= Beginning of Section =

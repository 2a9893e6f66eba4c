use std::{sync::Arc, time::Duration};

use crossbeam_channel::{Receiver, RecvTimeoutError, SendTimeoutError, Sender};

use crate::{MessageReceiver, MessageSender, ReceiveError, SendError};

/// Bounded multi-producer multi-consumer queue named `name`.
pub fn bounded<T>(name: impl Into<String>, capacity: usize) -> (QueueSender<T>, QueueReceiver<T>) {
    let name: Arc<str> = Arc::from(name.into());
    let (tx, rx) = crossbeam_channel::bounded(capacity);
    (
        QueueSender {
            name: Arc::clone(&name),
            tx,
        },
        QueueReceiver { name, rx },
    )
}

pub struct QueueSender<T> {
    name: Arc<str>,
    tx: Sender<T>,
}

impl<T> Clone for QueueSender<T> {
    fn clone(&self) -> Self {
        Self {
            name: Arc::clone(&self.name),
            tx: self.tx.clone(),
        }
    }
}

impl<T> QueueSender<T> {
    pub fn len(&self) -> usize {
        self.tx.len()
    }

    pub fn is_empty(&self) -> bool {
        self.tx.is_empty()
    }
}

impl<T: Send> MessageSender<T> for QueueSender<T> {
    fn name(&self) -> &str {
        &self.name
    }

    fn send(&self, item: T, timeout: Duration) -> Result<(), SendError<T>> {
        self.tx.send_timeout(item, timeout).map_err(|err| match err {
            SendTimeoutError::Timeout(item) => SendError::Timeout {
                connection: self.name.to_string(),
                timeout,
                item,
            },
            SendTimeoutError::Disconnected(item) => SendError::Disconnected {
                connection: self.name.to_string(),
                item,
            },
        })
    }
}

pub struct QueueReceiver<T> {
    name: Arc<str>,
    rx: Receiver<T>,
}

impl<T> Clone for QueueReceiver<T> {
    fn clone(&self) -> Self {
        Self {
            name: Arc::clone(&self.name),
            rx: self.rx.clone(),
        }
    }
}

impl<T> QueueReceiver<T> {
    pub fn len(&self) -> usize {
        self.rx.len()
    }

    pub fn is_empty(&self) -> bool {
        self.rx.is_empty()
    }

    /// Everything currently queued, without blocking.
    pub fn drain(&self) -> Vec<T> {
        self.rx.try_iter().collect()
    }
}

impl<T: Send> MessageReceiver<T> for QueueReceiver<T> {
    fn name(&self) -> &str {
        &self.name
    }

    fn try_receive(&self, timeout: Duration) -> Result<T, ReceiveError> {
        self.rx.recv_timeout(timeout).map_err(|err| match err {
            RecvTimeoutError::Timeout => ReceiveError::Timeout(timeout),
            RecvTimeoutError::Disconnected => ReceiveError::Disconnected(self.name.to_string()),
        })
    }
}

= End of Section =

## Your assignment
Show every line from the entries that includes the word "capacity".

## Task output
pub fn bounded<T>(name: impl Into<String>, capacity: usize) -> (QueueSender<T>, QueueReceiver<T>) {
    let (tx, rx) = crossbeam_channel::bounded(capacity);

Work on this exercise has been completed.